Will Cathcart, the boss of WhatsApp, has said he would rather bow out of the UK completely than break its encryption. Ditto for similar apps like Signal.
Ministers are trying to dial down the heat between the government and tech companies, but it’s difficult to do so without unravelling key parts of the Online Safety Bill.
Tech firms are used to squaring up to governments. In Australia, Google threatened to pull out of the country over a regulations which forced them to pay news organisations for their content. The law went ahead and Google backed down. Indeed, Google has since then invested millions of pounds into the country.
Michelle Donelan, the Technology Secretary, has said the measure would be a “last resort”.

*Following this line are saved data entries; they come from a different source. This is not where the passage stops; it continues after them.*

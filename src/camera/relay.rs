use std::convert::Infallible;

use futures_util::stream::{self, Stream};
use futures_util::{SinkExt, StreamExt};
use tracing::debug;
use warp::ws::{Message, WebSocket};

use super::{encode, FrameSource};

pub const BOUNDARY: &str = "frame";
pub const CONTENT_TYPE: &str = "multipart/x-mixed-replace; boundary=frame";

/// Lazy multipart body over one frame source
///
/// Ends when the source is exhausted. A disconnecting consumer drops the
/// stream, which releases the source. Frames that fail to encode are
/// skipped, the session continues with the next capture.
pub fn mjpeg_stream(
    source: Box<dyn FrameSource>,
) -> impl Stream<Item = Result<Vec<u8>, Infallible>> + Send {
    stream::unfold(source, |mut source| async move {
        loop {
            let interval = source.frame_interval();
            let (raw, returned) = match tokio::task::spawn_blocking(move || {
                let raw = source.capture();
                (raw, source)
            })
            .await
            {
                Ok(pair) => pair,
                Err(_) => return None,
            };
            source = returned;

            let raw = raw?;
            match encode::annotate(&raw) {
                Ok(frame) => {
                    tokio::time::sleep(interval).await;
                    return Some((Ok::<_, Infallible>(wrap_part(&frame)), source));
                }
                Err(err) => debug!("Skipping frame: {}", err),
            }
        }
    })
}

/// Socket delivery sharing the capture loop semantics
///
/// Acquires its own source per connection; with no device reachable the
/// placeholder keeps the connection alive at a slower interval.
pub async fn push_frames(ws: WebSocket) {
    let mut source = super::acquire();
    let (mut tx, mut rx) = ws.split();

    // drain the client side so close frames and pings get processed
    tokio::task::spawn(async move { while let Some(Ok(_)) = rx.next().await {} });

    loop {
        let interval = source.frame_interval();
        let (raw, returned) = match tokio::task::spawn_blocking(move || {
            let raw = source.capture();
            (raw, source)
        })
        .await
        {
            Ok(pair) => pair,
            Err(_) => break,
        };
        source = returned;

        let raw = match raw {
            Some(raw) => raw,
            None => break,
        };
        match encode::annotate(&raw) {
            Ok(frame) => {
                if tx.send(Message::binary(frame)).await.is_err() {
                    debug!("Stream consumer disconnected");
                    break;
                }
                tokio::time::sleep(interval).await;
            }
            Err(err) => debug!("Skipping frame: {}", err),
        }
    }
    let _ = tx.close().await;
}

fn wrap_part(frame: &[u8]) -> Vec<u8> {
    let mut part = format!(
        "--{}\r\nContent-Type: image/jpeg\r\nContent-Length: {}\r\n\r\n",
        BOUNDARY,
        frame.len()
    )
    .into_bytes();
    part.extend_from_slice(frame);
    part.extend_from_slice(b"\r\n");
    part
}

#[cfg(test)]
mod test {
    use std::time::Duration;

    use image::{Rgb, RgbImage};
    use tokio::time::timeout;

    use super::super::placeholder::PlaceholderSource;
    use super::super::Frame;
    use super::*;

    struct StaticSource {
        frames: Vec<Frame>,
    }

    impl FrameSource for StaticSource {
        fn capture(&mut self) -> Option<Frame> {
            if self.frames.is_empty() {
                None
            } else {
                Some(self.frames.remove(0))
            }
        }

        fn frame_interval(&self) -> Duration {
            Duration::from_millis(1)
        }

        fn is_live(&self) -> bool {
            false
        }
    }

    #[tokio::test]
    async fn test_mjpeg_stream_parts_and_termination() {
        let good = encode::encode_jpeg(&RgbImage::from_pixel(64, 48, Rgb([0, 128, 0]))).unwrap();
        // first frame is garbage and must be skipped, not terminate the stream
        let source = Box::new(StaticSource {
            frames: vec![vec![0, 1, 2, 3], good.clone(), good],
        });
        let mut stream = Box::pin(mjpeg_stream(source));

        let first = stream.next().await.unwrap().unwrap();
        assert!(first.starts_with(b"--frame\r\nContent-Type: image/jpeg\r\n"));
        assert!(first.ends_with(b"\r\n"));

        let second = stream.next().await.unwrap().unwrap();
        assert!(second.starts_with(b"--frame\r\n"));

        assert!(stream.next().await.is_none());
    }

    #[tokio::test]
    async fn test_mjpeg_stream_placeholder_is_bounded() {
        let path = std::env::temp_dir().join("hydromon_relay_placeholder_test.jpg");
        let source = Box::new(PlaceholderSource::new(path.clone()));
        let mut stream = Box::pin(mjpeg_stream(source));

        let part = timeout(Duration::from_secs(5), stream.next())
            .await
            .expect("placeholder frame within a bounded interval")
            .unwrap()
            .unwrap();
        assert!(part.starts_with(b"--frame\r\n"));

        let _ = std::fs::remove_file(&path);
    }
}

It’s only the latest thorn to come out of the Online Safety Bill, which has been controversial almost from the moment it came into being, with a series of fights over claims it was trying to “censor” the internet, but banning “legal but harmful” content.
Eventually, the legal but harmful requirement was dropped to try and appease critics.
Unlike the censorship concerns, there is little sympathy for tech firms who simply don’t want to play ball over encryption. They insist that if there is a way to break encryption for legal purposes, it will be used for malicious reasons. But there have been a series of proposals put forward in order to protect privacy, whilst also allowing a way for authorities to crack encryption.
For anyone even marginally familiar with the inner workings of Westminster, you’ll know how much of politics is conducted by WhatsApp. If the tech companies throw the baby out with the bath water, MPs might have to buy Blackberries and go back to BBM.